12.07.2011 34 °C
Our month long visas in Vietnam are ticking along nicely and we've spent about a week between Saigon (Ho Chi Minh City); Vietnam's largest city, and Mui Ne; a small beachside town with a lot of wind and sand dunes.
A quick word on the name for those that don't fully know Vietnam's history. Post world-war 2 the communist North Vietnamese under the direction of President Ho Chi Minh (translation: bringer of the light) attempted to reunite with the south. First the French and then the Americans butted in, supporting the South. With the result of the 'American War' still in question he died in 1969, 6 years before Saigon was captured and Vietnam reunited. The old capital of the South was officially renamed in 'Uncle Ho's' honour, but is still referred to as Saigon by the locals.

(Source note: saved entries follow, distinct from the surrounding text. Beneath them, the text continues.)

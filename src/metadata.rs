//! `guernika.json` per-model metadata and resource-directory scanning
//! (spec §6). ADDED ambient configuration layer: ungrounded in the teacher,
//! which hardcodes model shapes; built the way the rest of the retrieval
//! pack decodes sidecar model metadata (struct-of-fields plus
//! `#[serde(other)]` unknown sentinels).

use std::fs;
use std::path::{Path, PathBuf};

use serde::Deserialize;

use crate::error::{Error, Result};

/// Attention implementation a converted model was traced with. Unknown
/// values (future converter output this crate doesn't know about yet)
/// decode to `Unknown` rather than failing deserialization.
#[derive(Debug, Clone, Copy, PartialEq, Eq, Deserialize)]
pub enum AttentionImplementation {
    #[serde(rename = "ORIGINAL")]
    Original,
    #[serde(rename = "SPLIT_EINSUM")]
    SplitEinsum,
    #[serde(other)]
    Unknown,
}

/// Which pipeline variant a model artifact was converted for.
#[derive(Debug, Clone, Copy, PartialEq, Eq, Deserialize)]
pub enum ModelFunction {
    #[serde(rename = "standard")]
    Standard,
    #[serde(rename = "inpaint")]
    Inpaint,
    #[serde(rename = "instructions")]
    Instructions,
    #[serde(other)]
    Unknown,
}

/// Decoded `guernika.json` sidecar metadata for one model artifact.
#[derive(Debug, Clone, Deserialize)]
pub struct ModelMetadata {
    pub identifier: String,
    pub converter_version: String,
    pub attention_implementation: AttentionImplementation,
    pub width: u32,
    pub height: u32,
    #[serde(default)]
    pub controlnet_support: bool,
    pub function: ModelFunction,
    pub hidden_size: i64,
}

impl ModelMetadata {
    pub fn load(path: impl AsRef<Path>) -> Result<Self> {
        let path = path.as_ref();
        let text = fs::read_to_string(path).map_err(|_| Error::ResourceMissing {
            path: path.display().to_string(),
        })?;
        serde_json::from_str(&text).map_err(|source| Error::InvalidMetadata {
            path: path.display().to_string(),
            source,
        })
    }
}

/// Which U-Net artifact layout is present in a resource directory.
pub enum UnetLayout {
    Single(PathBuf),
    Chunked(PathBuf, PathBuf),
}

/// The resolved set of artifact paths found in a resource directory (spec
/// §6). Optional artifacts that are absent downgrade pipeline capabilities
/// rather than failing construction (§7).
pub struct ResourceDirectory {
    pub root: PathBuf,
    pub text_encoder: PathBuf,
    pub vae_decoder: PathBuf,
    pub unet: UnetLayout,
    pub vae_encoder: Option<PathBuf>,
    pub safety_checker: Option<PathBuf>,
    pub controlnet: Option<PathBuf>,
    pub vocab: PathBuf,
    pub merges: PathBuf,
}

fn require(dir: &Path, file_name: &str) -> Result<PathBuf> {
    let path = dir.join(file_name);
    if path.exists() {
        Ok(path)
    } else {
        Err(Error::ResourceMissing { path: path.display().to_string() })
    }
}

fn optional(dir: &Path, file_name: &str) -> Option<PathBuf> {
    let path = dir.join(file_name);
    path.exists().then_some(path)
}

impl ResourceDirectory {
    /// Scan `dir` for the layout described in spec §6. The chunked U-Net
    /// pair is preferred over a single `Unet.*` artifact when both are
    /// present (spec §6, §9 open question).
    pub fn scan(dir: impl AsRef<Path>) -> Result<Self> {
        let dir = dir.as_ref().to_path_buf();
        let chunk1 = optional(&dir, "UnetChunk1.pt");
        let chunk2 = optional(&dir, "UnetChunk2.pt");
        let unet = match (chunk1, chunk2) {
            (Some(a), Some(b)) => UnetLayout::Chunked(a, b),
            _ => UnetLayout::Single(require(&dir, "Unet.pt")?),
        };
        Ok(ResourceDirectory {
            text_encoder: require(&dir, "TextEncoder.pt")?,
            vae_decoder: require(&dir, "VAEDecoder.pt")?,
            unet,
            vae_encoder: optional(&dir, "VAEEncoder.pt"),
            safety_checker: optional(&dir, "SafetyChecker.pt"),
            controlnet: optional(&dir, "ControlNet.pt"),
            vocab: require(&dir, "vocab.json")?,
            merges: require(&dir, "merges.txt")?,
            root: dir,
        })
    }
}

#[cfg(test)]
mod tests {
    use super::*;

    #[test]
    fn unknown_attention_implementation_decodes_to_sentinel() {
        let json = r#"{
            "identifier": "unet",
            "converter_version": "1.0",
            "attention_implementation": "SOME_FUTURE_VARIANT",
            "width": 512,
            "height": 512,
            "controlnet_support": false,
            "function": "standard",
            "hidden_size": 768
        }"#;
        let meta: ModelMetadata = serde_json::from_str(json).unwrap();
        assert_eq!(meta.attention_implementation, AttentionImplementation::Unknown);
        assert_eq!(meta.function, ModelFunction::Standard);
    }

    #[test]
    fn known_fields_decode() {
        let json = r#"{
            "identifier": "unet",
            "converter_version": "1.2.3",
            "attention_implementation": "SPLIT_EINSUM",
            "width": 512,
            "height": 512,
            "controlnet_support": true,
            "function": "inpaint",
            "hidden_size": 768
        }"#;
        let meta: ModelMetadata = serde_json::from_str(json).unwrap();
        assert_eq!(meta.attention_implementation, AttentionImplementation::SplitEinsum);
        assert_eq!(meta.function, ModelFunction::Inpaint);
        assert!(meta.controlnet_support);
    }

    #[test]
    fn scan_missing_directory_reports_resource_missing() {
        let err = ResourceDirectory::scan("/nonexistent/resource/dir").unwrap_err();
        assert!(matches!(err, Error::ResourceMissing { .. }));
    }
}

Anyway, the city is a motorbike-filled, tout-ridden mess on the whole. The North Vietnamese say the South is obsesses with money and they're right if HCMC is anything to go by. We timed ourselves walking out of our guesthouse to see how long it took for someone to try and sell us a book, a pair of sunglasses a hammock... I don't think we ever made 2 minutes. There are enough interesting things to see from the war there though which kept us interested for a couple of days, plus the backpacker area has a pretty decent bar/restaurant scene! We took a trip out to the very interesting Chu Chi Tunnels about 60km outside of the city. Despite being stuck behind a group of Malaysians that seemed to want to photograph everything possible, we really enjoyed the history lesson.

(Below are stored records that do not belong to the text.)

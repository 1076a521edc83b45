//! Opaque safety classifier wrapper (spec §1 "out of scope... treated as
//! opaque callables with fixed I/O contracts"; §4.7 step 8). Built as a
//! thin [`ManagedModel`] wrapper, matching the shape of
//! [`crate::text_encoder::TextEncoder`] and [`crate::vae::VaeEncoder`]
//! for consistency across this crate's model-wrapper types.

use tch::{IValue, Kind, Tensor};

use crate::error::{Error, Result};
use crate::managed_model::ManagedModel;

/// Classifies a batch of decoded images as safe/unsafe. A `false` at
/// index `i` means the image at that index should be replaced with
/// `None` in the pipeline's output (spec §4.7 step 8, §7
/// "SafetyRejected").
pub struct SafetyChecker {
    model: ManagedModel,
}

impl SafetyChecker {
    pub fn new(model: ManagedModel) -> Self {
        SafetyChecker { model }
    }

    pub fn model(&self) -> &ManagedModel {
        &self.model
    }

    /// `images` is `[N,3,H,W]` in `[0,1]`. Returns one bool per image,
    /// `true` meaning safe.
    pub fn check(&self, images: &Tensor) -> Result<Vec<bool>> {
        let count = images.size()[0];
        self.model.perform(|module| {
            let output = module.forward_is(&[IValue::Tensor(images.shallow_clone())]).map_err(|source| {
                Error::InferenceFailed { name: self.model.name().to_string(), source }
            })?;
            let flags = extract_flags(output, count).ok_or_else(|| Error::ShapeMismatch {
                context: format!("{} output", self.model.name()),
                expected: vec![count],
                actual: vec![],
            })?;
            Ok(flags)
        })
    }
}

fn extract_flags(output: IValue, count: i64) -> Option<Vec<bool>> {
    let tensor = match output {
        IValue::Tensor(t) => t,
        IValue::Tuple(values) | IValue::GenericList(values) => {
            values.into_iter().find_map(|v| match v {
                IValue::Tensor(t) => Some(t),
                _ => None,
            })?
        }
        _ => return None,
    };
    if tensor.size().first().copied() != Some(count) {
        return None;
    }
    let flags: Vec<f32> = Vec::try_from(tensor.to_kind(Kind::Float).view([-1])).ok()?;
    Some(flags.into_iter().map(|v| v >= 0.5).collect())
}

#[cfg(test)]
mod tests {
    use super::*;

    #[test]
    fn extract_flags_thresholds_at_half() {
        let scores = Tensor::from_slice(&[0.0f32, 1.0, 0.4, 0.6]);
        let flags = extract_flags(IValue::Tensor(scores), 4).unwrap();
        assert_eq!(flags, vec![false, true, false, true]);
    }

    #[test]
    fn extract_flags_rejects_count_mismatch() {
        let scores = Tensor::from_slice(&[0.0f32, 1.0]);
        assert!(extract_flags(IValue::Tensor(scores), 3).is_none());
    }
}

The area had a few villages in that were used to shelter Viet Cong (North Vietnamese 'freedom' fighters) during the war. To avoid airstrikes/solider attacks from the Americans, they dug out an elaborate network of tunnels in the hillside which meant they could live for days or weeks underground. Some of the original tunnels have been restored and widened for big western bottoms to crawl through. Perfect if you like crawling in the dark! We also learnt about their homemade booby-traps which caught out a good few American soldiers. Also at the tunnels there is an area you can fire all kinds of guns, with live ammunition! Too good of an opportunity for me to miss, so I picked up an AK-47 and fired my 10 bullets... very loud!
We also visited the 'War Remnants Museum' in the city which contains an impressive collection of American planes and tanks that were left over. It was formed called 'The Museum of American War Crimes'. This was obviously changed for diplomatic reasons, but some of things that the Americans got up to are beyond shocking. We also learn about the problems normal people in Vietnam have faced with deformed births because of the chemicals used during the war.

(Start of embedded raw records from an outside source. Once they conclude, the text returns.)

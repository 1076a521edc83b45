//! Deterministic normal-distribution sampler seeded by a 32-bit seed.
//!
//! Reproduces NumPy's legacy `RandomState` bit-for-bit: a from-scratch
//! MT19937 (Mersenne Twister) core, NumPy's 53-bit uniform-double
//! construction, and NumPy's cached polar Box-Muller (Marsaglia) normal
//! variate. This is deliberately *not* the reference training framework's
//! RNG (out of scope, see crate-level docs) — it is the one documented
//! substitute this crate commits to reproducing exactly.

use tch::{Kind, Tensor};

const N: usize = 624;
const M: usize = 397;
const MATRIX_A: u32 = 0x9908_b0df;
const UPPER_MASK: u32 = 0x8000_0000;
const LOWER_MASK: u32 = 0x7fff_ffff;

/// A from-scratch MT19937 generator plus the cached-pair normal sampler
/// NumPy's legacy `RandomState` uses.
///
/// Owns the full mutable state a sampling run needs: the Mersenne Twister
/// word array/cursor, and the one cached Gaussian half-pair. Each
/// [`Pipeline`](crate::pipeline::Pipeline) run constructs one `SeededRng`
/// per image from the request's 32-bit seed offset by the image index, so a
/// multi-image batch remains reproducible per index.
pub struct SeededRng {
    state: [u32; N],
    index: usize,
    cached_gauss: Option<f64>,
}

impl SeededRng {
    /// Seed the generator the way NumPy's legacy `RandomState(seed)` seeds
    /// its MT19937 core for a scalar integer seed: `init_genrand`.
    pub fn new(seed: u32) -> Self {
        let mut state = [0u32; N];
        state[0] = seed;
        for i in 1..N {
            state[i] = 1_812_433_253u32
                .wrapping_mul(state[i - 1] ^ (state[i - 1] >> 30))
                .wrapping_add(i as u32);
        }
        SeededRng { state, index: N, cached_gauss: None }
    }

    fn next_u32(&mut self) -> u32 {
        if self.index >= N {
            self.twist();
        }
        let mut y = self.state[self.index];
        y ^= y >> 11;
        y ^= (y << 7) & 0x9d2c_5680;
        y ^= (y << 15) & 0xefc6_0000;
        y ^= y >> 18;
        self.index += 1;
        y
    }

    fn twist(&mut self) {
        for i in 0..N {
            let x = (self.state[i] & UPPER_MASK) | (self.state[(i + 1) % N] & LOWER_MASK);
            let mut x_a = x >> 1;
            if x & 1 != 0 {
                x_a ^= MATRIX_A;
            }
            self.state[i] = self.state[(i + M) % N] ^ x_a;
        }
        self.index = 0;
    }

    /// NumPy legacy `random_sample`: two 32-bit draws combined into a
    /// 53-bit double uniform on `[0, 1)`.
    fn next_f64(&mut self) -> f64 {
        let a = self.next_u32() >> 5;
        let b = self.next_u32() >> 6;
        (a as f64 * 67_108_864.0 + b as f64) / 9_007_199_254_740_992.0
    }

    /// NumPy legacy `legacy_gauss`: cached-pair polar (Marsaglia) Box-Muller.
    /// Returns one standard normal variate per call, consuming two uniform
    /// draws every *other* call.
    fn next_standard_normal(&mut self) -> f64 {
        if let Some(g) = self.cached_gauss.take() {
            return g;
        }
        loop {
            let x1 = 2.0 * self.next_f64() - 1.0;
            let x2 = 2.0 * self.next_f64() - 1.0;
            let r2 = x1 * x1 + x2 * x2;
            if r2 < 1.0 && r2 != 0.0 {
                let f = (-2.0 * r2.ln() / r2).sqrt();
                self.cached_gauss = Some(f * x1);
                return f * x2;
            }
        }
    }

    /// Fill `count` standard-normal f64 values in row-major consumption
    /// order, matching how NumPy fills an ndarray element by element.
    pub fn standard_normal_vec(&mut self, count: usize) -> Vec<f64> {
        (0..count).map(|_| self.next_standard_normal()).collect()
    }

    /// Sample a `[shape]` tensor of `N(0, sigma^2)`, in float32.
    pub fn normal_tensor(&mut self, shape: &[i64], sigma: f64) -> Tensor {
        let count: i64 = shape.iter().product();
        let values: Vec<f32> = self
            .standard_normal_vec(count as usize)
            .into_iter()
            .map(|z| (z * sigma) as f32)
            .collect();
        Tensor::from_slice(&values).view(shape).to_kind(Kind::Float)
    }

    /// Reparameterization-trick sample: `mean + z * std`, elementwise, for
    /// the VAE encoder's diagonal Gaussian (spec §4.3 step 5). `mean`/`std`
    /// are tensors of identical shape; the normal draws are generated in
    /// the tensor's row-major element order and reshaped to match.
    pub fn normal_like(&mut self, mean: &Tensor, std: &Tensor) -> Tensor {
        let shape = mean.size();
        let count: i64 = shape.iter().product();
        let z: Vec<f32> = self
            .standard_normal_vec(count as usize)
            .into_iter()
            .map(|v| v as f32)
            .collect();
        let z = Tensor::from_slice(&z).view(shape.as_slice()).to_kind(Kind::Float);
        mean + std * z
    }
}

#[cfg(test)]
mod tests {
    use super::*;

    #[test]
    fn matches_known_mt19937_stream_for_seed_zero() {
        // First three `genrand_int32()` outputs for seed 0, a widely
        // published MT19937 reference vector (e.g. the original
        // mt19937ar.c test harness distributed by Matsumoto & Nishimura).
        let mut rng = SeededRng::new(0);
        assert_eq!(rng.next_u32(), 2_357_136_044);
        assert_eq!(rng.next_u32(), 2_546_248_239);
        assert_eq!(rng.next_u32(), 3_071_714_933);
    }

    #[test]
    fn uniform_draws_stay_in_unit_interval() {
        let mut rng = SeededRng::new(42);
        for _ in 0..1000 {
            let v = rng.next_f64();
            assert!((0.0..1.0).contains(&v));
        }
    }

    #[test]
    fn normal_sampler_caches_every_other_draw() {
        let mut rng = SeededRng::new(7);
        assert!(rng.cached_gauss.is_none());
        let _first = rng.next_standard_normal();
        assert!(rng.cached_gauss.is_some());
        let _second = rng.next_standard_normal();
        assert!(rng.cached_gauss.is_none());
    }

    #[test]
    fn same_seed_is_deterministic() {
        let mut a = SeededRng::new(93);
        let mut b = SeededRng::new(93);
        assert_eq!(a.standard_normal_vec(16), b.standard_normal_vec(16));
    }

    #[test]
    fn different_seeds_diverge() {
        let mut a = SeededRng::new(1);
        let mut b = SeededRng::new(2);
        assert_ne!(a.standard_normal_vec(8), b.standard_normal_vec(8));
    }

    #[test]
    fn normal_tensor_has_requested_shape() {
        let mut rng = SeededRng::new(5);
        let t = rng.normal_tensor(&[1, 4, 8, 8], 1.0);
        assert_eq!(t.size(), vec![1, 4, 8, 8]);
        assert_eq!(t.kind(), Kind::Float);
    }
}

After our history lessons Mui Ne up the coast seemed to be a good place to relax for a few days. It had a nice beach but it was almost impossible to get to because of the huge line of resorts that block off the beach from the main road. The government here seem intent on selling every inch of land in a decent spot! The other problem with the beach was the wind; perfect for the groups of windsurfers that call the place home, but not so good for sunbathing! Just outside of the town there are several nice sand dunes of differing colours that made a great day-trip in an old jeep. Oh and the fresh barbequed fish was amazing too!
We've now found a non-windy beach about 5 hours further up the coast, in Nha Trang. It’s Vietnams most popular beach holiday destination and not just for foreigners either- school holidays have started here so there are plenty of families and wannabe spring breakers up from Saigon too! I'll write about here next time.
As a footnote, for those that haven't seen on Facebook I'll be flying home on August 8th from Beijing. Just 5000km of bus/train rides and I'll be there... it’s a long way north!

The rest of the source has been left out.